### Supplied records

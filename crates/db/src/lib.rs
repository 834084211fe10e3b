//! Database layer for the reactions service.
//!
//! Owns the activity-stream schema reactions are stored in: activities,
//! activity and user metadata, site options, users and notifications.

pub mod entities;
pub mod migrations;
pub mod repositories;
pub mod test_utils;

use reactions_common::{AppError, Config, config::DatabaseConfig};
use sea_orm::{ConnectOptions, Database, DatabaseConnection};
use std::time::Duration;
use tracing::log::LevelFilter;

/// Initialize database connection.
pub async fn init(config: &Config) -> Result<DatabaseConnection, AppError> {
    let mut opt = connect_options(&config.database);
    opt.sqlx_logging(true)
        .sqlx_logging_level(LevelFilter::Debug);

    Database::connect(opt)
        .await
        .map_err(|e| AppError::Database(e.to_string()))
}

/// Pool options for a database config.
///
/// `SQLite` connections wait up to `busy_timeout_ms` for the write lock
/// instead of failing with `SQLITE_BUSY` when writers overlap.
#[must_use]
pub fn connect_options(config: &DatabaseConfig) -> ConnectOptions {
    let busy_timeout = Duration::from_millis(config.busy_timeout_ms);
    let mut opt = ConnectOptions::new(&config.url);

    opt.max_connections(config.max_connections)
        .min_connections(config.min_connections)
        .connect_timeout(Duration::from_secs(10))
        .acquire_timeout(Duration::from_secs(10))
        .idle_timeout(Duration::from_secs(600))
        .max_lifetime(Duration::from_secs(1800))
        .map_sqlx_sqlite_opts(move |opts| opts.busy_timeout(busy_timeout));

    opt
}

/// Run pending migrations.
pub async fn migrate(db: &DatabaseConnection) -> Result<(), AppError> {
    use sea_orm_migration::MigratorTrait;
    migrations::Migrator::up(db, None)
        .await
        .map_err(|e| AppError::Database(e.to_string()))
}
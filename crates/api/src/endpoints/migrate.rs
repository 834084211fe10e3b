//! Favorites migration endpoints.
//!
//! The admin screen drives the migration one page at a time: it posts a
//! step, adds the returned count to its `done` total and posts the next step
//! until the task is complete.

use axum::{Router, extract::State, http::StatusCode};
use reactions_common::NonceAction;
use reactions_core::{MigrationTask, StepExecutor, TaskDescriptor};
use serde::{Deserialize, Serialize};
use validator::Validate;

use super::action;
use crate::{
    extractors::{AdminUser, EmptyRequest, MaybeAuthUser, Payload},
    middleware::AppState,
    response::{ApiFailure, ApiResponse, ApiResult, TASK_FAILED},
};

/// Migration step request.
#[derive(Debug, Deserialize, Validate)]
pub struct MigrateRequest {
    #[serde(default)]
    #[validate(length(max = 64))]
    pub nonce: String,
    #[serde(default)]
    #[validate(length(max = 64))]
    pub id: String,
    pub count: Option<u64>,
    pub done: Option<u64>,
    pub step: Option<u64>,
    pub number: Option<u64>,
}

/// Migration step result.
#[derive(Debug, Serialize)]
pub struct MigrateResponse {
    /// Legacy rows read by this step.
    pub done: u64,
    /// The task that ran.
    pub callback: String,
}

fn task_failed(status: StatusCode) -> ApiFailure {
    ApiFailure::new(status, "TASK_FAILED", TASK_FAILED)
}

/// Run one page of a migration task.
async fn migrate(
    viewer: MaybeAuthUser,
    State(state): State<AppState>,
    Payload(req): Payload<MigrateRequest>,
) -> ApiResult<MigrateResponse> {
    let (Some(count), Some(done), Some(step)) = (req.count, req.done, req.step) else {
        return Err(task_failed(StatusCode::BAD_REQUEST));
    };
    if req.id.is_empty() {
        return Err(task_failed(StatusCode::BAD_REQUEST));
    }

    let callback = req.id.clone();
    let fail = |status| task_failed(status).with_id(callback.clone());

    let user = viewer.0.ok_or_else(|| fail(StatusCode::FORBIDDEN))?;
    state
        .verify_nonce(&req.nonce, NonceAction::Migrate, user.id)
        .map_err(|_| fail(StatusCode::FORBIDDEN))?;
    if !user.is_admin {
        return Err(fail(StatusCode::FORBIDDEN));
    }

    let task: MigrationTask = req.id.parse().map_err(|_| fail(StatusCode::BAD_REQUEST))?;
    let number = req.number.filter(|n| *n > 0).unwrap_or(1);

    tracing::debug!(task = task.id(), count, done, step, number, "Migration step requested");

    let processed = state
        .migration_service
        .run_step(task, step, number)
        .await
        .map_err(|e| {
            tracing::error!(error = %e, task = task.id(), step, "Migration step failed");
            fail(StatusCode::INTERNAL_SERVER_ERROR)
        })?;

    Ok(ApiResponse::ok(MigrateResponse {
        done: processed,
        callback,
    }))
}

/// The migration tasks with their current legacy row counts.
async fn tasks(
    AdminUser(_): AdminUser,
    State(state): State<AppState>,
    Payload(_): Payload<EmptyRequest>,
) -> ApiResult<Vec<TaskDescriptor>> {
    let tasks = state.migration_service.tasks().await?;
    Ok(ApiResponse::ok(tasks))
}

pub fn router() -> Router<AppState> {
    Router::new()
        .route("/", action(migrate))
        .route("/tasks", action(tasks))
}
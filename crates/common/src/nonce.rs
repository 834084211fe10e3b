//! Action-scoped request nonces.
//!
//! A nonce is an HMAC-SHA256 over `action|user_id|tick`, truncated to 16 hex
//! characters. The tick advances every half lifetime, so a nonce stays valid
//! for between one half and one full lifetime.

use chrono::Utc;
use hmac::{Hmac, Mac};
use sha2::Sha256;

use crate::config::SecurityConfig;

type HmacSha256 = Hmac<Sha256>;

/// Length of the encoded nonce in bytes of MAC output.
const NONCE_BYTES: usize = 8;

/// Actions a nonce can be issued for.
#[derive(Debug, Clone, Copy, PartialEq, Eq, Hash)]
pub enum NonceAction {
    /// Reading the reactions of an activity.
    Fetch,
    /// Adding or removing a reaction.
    Save,
    /// Running migration steps.
    Migrate,
}

impl NonceAction {
    /// Returns the action string mixed into the MAC.
    #[must_use]
    pub const fn as_str(self) -> &'static str {
        match self {
            Self::Fetch => "bp_reactions_fetch",
            Self::Save => "bp_reactions_save",
            Self::Migrate => "bp_reactions_migrate",
        }
    }
}

/// Issues and verifies nonces.
#[derive(Clone)]
pub struct NonceSigner {
    secret: Vec<u8>,
    lifetime_secs: u64,
}

impl std::fmt::Debug for NonceSigner {
    fn fmt(&self, f: &mut std::fmt::Formatter<'_>) -> std::fmt::Result {
        f.debug_struct("NonceSigner")
            .field("lifetime_secs", &self.lifetime_secs)
            .finish_non_exhaustive()
    }
}

impl NonceSigner {
    /// Create a signer. A lifetime below two seconds is raised to two.
    #[must_use]
    pub fn new(secret: impl Into<Vec<u8>>, lifetime_secs: u64) -> Self {
        Self {
            secret: secret.into(),
            lifetime_secs: lifetime_secs.max(2),
        }
    }

    /// Create a signer from the security section of the configuration.
    #[must_use]
    pub fn from_config(config: &SecurityConfig) -> Self {
        Self::new(config.nonce_secret.as_bytes(), config.nonce_lifetime_secs)
    }

    /// Issue a nonce for `action` and `user_id` at the current time.
    #[must_use]
    pub fn create(&self, action: NonceAction, user_id: i64) -> String {
        self.create_at(action, user_id, now_secs())
    }

    /// Check a nonce for `action` and `user_id` at the current time.
    #[must_use]
    pub fn verify(&self, nonce: &str, action: NonceAction, user_id: i64) -> bool {
        self.verify_at(nonce, action, user_id, now_secs())
    }

    /// Issue a nonce as of `now` (seconds since the epoch).
    #[must_use]
    pub fn create_at(&self, action: NonceAction, user_id: i64, now: u64) -> String {
        let tag = self.mac(action, user_id, self.tick(now)).finalize().into_bytes();
        hex::encode(&tag[..NONCE_BYTES])
    }

    /// Check a nonce as of `now`. Nonces from the current and the previous
    /// tick are accepted.
    #[must_use]
    pub fn verify_at(&self, nonce: &str, action: NonceAction, user_id: i64, now: u64) -> bool {
        let Ok(bytes) = hex::decode(nonce) else {
            return false;
        };
        if bytes.len() != NONCE_BYTES {
            return false;
        }

        let tick = self.tick(now);
        [Some(tick), tick.checked_sub(1)]
            .into_iter()
            .flatten()
            .any(|t| {
                self.mac(action, user_id, t)
                    .verify_truncated_left(&bytes)
                    .is_ok()
            })
    }

    const fn tick(&self, now: u64) -> u64 {
        now / (self.lifetime_secs / 2)
    }

    fn mac(&self, action: NonceAction, user_id: i64, tick: u64) -> HmacSha256 {
        // HMAC accepts keys of any length
        #[allow(clippy::expect_used)]
        let mut mac =
            HmacSha256::new_from_slice(&self.secret).expect("HMAC can take key of any size");
        mac.update(format!("{}|{user_id}|{tick}", action.as_str()).as_bytes());
        mac
    }
}

fn now_secs() -> u64 {
    u64::try_from(Utc::now().timestamp()).unwrap_or(0)
}

#[cfg(test)]
#[allow(clippy::unwrap_used)]
mod tests {
    use super::*;

    const NOW: u64 = 1_700_000_000;

    fn signer() -> NonceSigner {
        NonceSigner::new("test-secret", 86_400)
    }

    #[test]
    fn test_nonce_roundtrip() {
        let s = signer();
        let nonce = s.create_at(NonceAction::Save, 7, NOW);
        assert_eq!(nonce.len(), 16);
        assert!(s.verify_at(&nonce, NonceAction::Save, 7, NOW));
    }

    #[test]
    fn test_nonce_bound_to_action_and_user() {
        let s = signer();
        let nonce = s.create_at(NonceAction::Save, 7, NOW);
        assert!(!s.verify_at(&nonce, NonceAction::Fetch, 7, NOW));
        assert!(!s.verify_at(&nonce, NonceAction::Save, 8, NOW));
    }

    #[test]
    fn test_nonce_expiry() {
        let s = signer();
        let nonce = s.create_at(NonceAction::Fetch, 0, NOW);
        // Still valid during the next half lifetime
        assert!(s.verify_at(&nonce, NonceAction::Fetch, 0, NOW + 43_200));
        // Gone after a full lifetime
        assert!(!s.verify_at(&nonce, NonceAction::Fetch, 0, NOW + 86_400 * 2));
    }

    #[test]
    fn test_nonce_rejects_garbage() {
        let s = signer();
        assert!(!s.verify_at("", NonceAction::Fetch, 0, NOW));
        assert!(!s.verify_at("not-hex", NonceAction::Fetch, 0, NOW));
        assert!(!s.verify_at("abcd", NonceAction::Fetch, 0, NOW));
    }

    #[test]
    fn test_clock_is_wall_time() {
        let now = now_secs();
        assert!(now > NOW);
        assert!(now.abs_diff(Utc::now().timestamp().unsigned_abs()) <= 1);

        let s = signer();
        let nonce = s.create(NonceAction::Save, 7);
        assert!(s.verify(&nonce, NonceAction::Save, 7));
        assert!(s.verify_at(&nonce, NonceAction::Save, 7, now));
    }

    #[test]
    fn test_nonce_secret_matters() {
        let a = signer().create_at(NonceAction::Migrate, 1, NOW);
        let other = NonceSigner::new("other-secret", 86_400);
        assert!(!other.verify_at(&a, NonceAction::Migrate, 1, NOW));
    }
}
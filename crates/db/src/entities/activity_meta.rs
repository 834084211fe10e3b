//! Activity metadata entity.

use sea_orm::entity::prelude::*;
use serde::{Deserialize, Serialize};

#[derive(Clone, Debug, PartialEq, Eq, DeriveEntityModel, Serialize, Deserialize)]
#[sea_orm(table_name = "activity_meta")]
pub struct Model {
    #[sea_orm(primary_key)]
    pub id: i64,

    pub activity_id: i64,

    pub meta_key: String,

    #[sea_orm(column_type = "Text")]
    pub meta_value: String,
}

#[derive(Copy, Clone, Debug, EnumIter, DeriveRelation)]
pub enum Relation {
    #[sea_orm(
        belongs_to = "super::activity::Entity",
        from = "Column::ActivityId",
        to = "super::activity::Column::Id"
    )]
    Activity,
}

impl Related<super::activity::Entity> for Entity {
    fn to() -> RelationDef {
        Relation::Activity.def()
    }
}

impl ActiveModelBehavior for ActiveModel {}
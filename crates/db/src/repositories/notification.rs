//! Notification repository.

use std::sync::Arc;

use crate::entities::{Notification, notification};
use reactions_common::{AppError, AppResult};
use sea_orm::{
    ActiveModelTrait, ColumnTrait, DatabaseConnection, EntityTrait, QueryFilter, QueryOrder,
    sea_query::Expr,
};

/// Notification repository for database operations.
#[derive(Clone)]
pub struct NotificationRepository {
    db: Arc<DatabaseConnection>,
}

impl NotificationRepository {
    /// Create a new notification repository.
    #[must_use]
    pub const fn new(db: Arc<DatabaseConnection>) -> Self {
        Self { db }
    }

    /// Create a new notification.
    pub async fn create(&self, model: notification::ActiveModel) -> AppResult<notification::Model> {
        model
            .insert(self.db.as_ref())
            .await
            .map_err(|e| AppError::Database(e.to_string()))
    }

    /// Delete the notification raised for one reaction.
    pub async fn delete_for_reaction(
        &self,
        component_name: &str,
        item_id: i64,
        secondary_item_id: i64,
        component_action: &str,
    ) -> AppResult<u64> {
        Notification::delete_many()
            .filter(notification::Column::ComponentName.eq(component_name))
            .filter(notification::Column::ItemId.eq(item_id))
            .filter(notification::Column::SecondaryItemId.eq(secondary_item_id))
            .filter(notification::Column::ComponentAction.eq(component_action))
            .exec(self.db.as_ref())
            .await
            .map(|r| r.rows_affected)
            .map_err(|e| AppError::Database(e.to_string()))
    }

    /// Delete all notifications of a component about `item_id`.
    pub async fn delete_by_item(&self, component_name: &str, item_id: i64) -> AppResult<u64> {
        Notification::delete_many()
            .filter(notification::Column::ComponentName.eq(component_name))
            .filter(notification::Column::ItemId.eq(item_id))
            .exec(self.db.as_ref())
            .await
            .map(|r| r.rows_affected)
            .map_err(|e| AppError::Database(e.to_string()))
    }

    /// Get a user's unread notifications of a component, newest first.
    pub async fn find_unread_by_user(
        &self,
        user_id: i64,
        component_name: &str,
    ) -> AppResult<Vec<notification::Model>> {
        Notification::find()
            .filter(notification::Column::UserId.eq(user_id))
            .filter(notification::Column::ComponentName.eq(component_name))
            .filter(notification::Column::IsNew.eq(true))
            .order_by_desc(notification::Column::Id)
            .all(self.db.as_ref())
            .await
            .map_err(|e| AppError::Database(e.to_string()))
    }

    /// Mark a user's notifications about `item_id` as read.
    pub async fn mark_read_by_item(
        &self,
        user_id: i64,
        component_name: &str,
        item_id: i64,
    ) -> AppResult<u64> {
        Notification::update_many()
            .col_expr(notification::Column::IsNew, Expr::value(false))
            .filter(notification::Column::UserId.eq(user_id))
            .filter(notification::Column::ComponentName.eq(component_name))
            .filter(notification::Column::ItemId.eq(item_id))
            .exec(self.db.as_ref())
            .await
            .map(|r| r.rows_affected)
            .map_err(|e| AppError::Database(e.to_string()))
    }
}
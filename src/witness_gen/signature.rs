use base64::engine::general_purpose::STANDARD;
use base64::Engine;
use num_bigint::BigUint;
use rsa::pkcs1v15::SigningKey;
use rsa::sha2::{Digest, Sha512};
use rsa::signature::{RandomizedSigner, SignatureEncoding};
use rsa::traits::PublicKeyParts;
use rsa::RsaPrivateKey;

use crate::public_key::SshRsaPublicKey;
use crate::sshsig::{SshSig, MAGIC, VERSION};
use crate::wire::WireWriter;

const KEY_BITS: usize = 2048;

/// Encodes an SSHSIG envelope around an already computed signature.
pub fn encode_sshsig(
    key: &SshRsaPublicKey,
    namespace: &str,
    hash_algorithm: &str,
    signature_algorithm: &str,
    signature: &BigUint,
) -> String {
    let mut sig_blob = WireWriter::new();
    sig_blob
        .write_string(signature_algorithm.as_bytes())
        .write_mpint(signature);

    let mut writer = WireWriter::new();
    writer
        .write_raw(MAGIC)
        .write_uint32(VERSION)
        .write_string(&key.to_wire())
        .write_string(namespace.as_bytes())
        .write_string(b"")
        .write_string(hash_algorithm.as_bytes())
        .write_string(&sig_blob.into_bytes());
    STANDARD.encode(writer.into_bytes())
}

/// Signs `data` the way `ssh-keygen -Y sign` does with a fresh key and
/// returns the key line and the base64 envelope.
pub fn sign(data: &[u8], namespace: &str) -> (String, String) {
    let mut rng = rand_core::OsRng;

    let private_key = RsaPrivateKey::new(&mut rng, KEY_BITS).expect("failed to generate a key");
    let public_key = private_key.to_public_key();
    let key = SshRsaPublicKey {
        e: BigUint::from_bytes_be(&public_key.e().to_bytes_be()),
        n: BigUint::from_bytes_be(&public_key.n().to_bytes_be()),
        comment: Some("witness@test".to_string()),
    };

    let template = SshSig {
        public_key: key.clone(),
        namespace: namespace.to_string(),
        reserved: vec![],
        hash_algorithm: "sha512".to_string(),
        signature_algorithm: "rsa-sha2-512".to_string(),
        signature: BigUint::from(0u32),
    };
    let signed_data = template.signed_data(&Sha512::digest(data));

    let signing_key = SigningKey::<Sha512>::new(private_key);
    let sig = signing_key.sign_with_rng(&mut rng, &signed_data);
    let s = BigUint::from_bytes_be(&sig.to_bytes());

    let envelope = encode_sshsig(&key, namespace, "sha512", "rsa-sha2-512", &s);
    (key.to_line(), envelope)
}

#[test]
fn test_rsa_signature() {
    let (line, envelope) = sign(b"hello", "file");
    let sig = SshSig::from_base64(&envelope).unwrap();
    assert_eq!(sig.public_key.n, crate::public_key::parse_public_key(&line).unwrap());
    assert_eq!(sig.public_key.bits(), KEY_BITS as u64);
}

######

**About this exercise:** Reproduce word for word the material above, starting with the line that has "assert!(!other.verify_at(&a, NonceAction::Migrate, 1, NOW));" and stopping after the line that has "#[sea_orm(primary_key)]".

**Expected answer:**
        assert!(!other.verify_at(&a, NonceAction::Migrate, 1, NOW));
    }
}
filename crates/db/src/entities/activity_meta.rs
repository 834084211fe10e3b
//! Activity metadata entity.

use sea_orm::entity::prelude::*;
use serde::{Deserialize, Serialize};

#[derive(Clone, Debug, PartialEq, Eq, DeriveEntityModel, Serialize, Deserialize)]
#[sea_orm(table_name = "activity_meta")]
pub struct Model {
    #[sea_orm(primary_key)]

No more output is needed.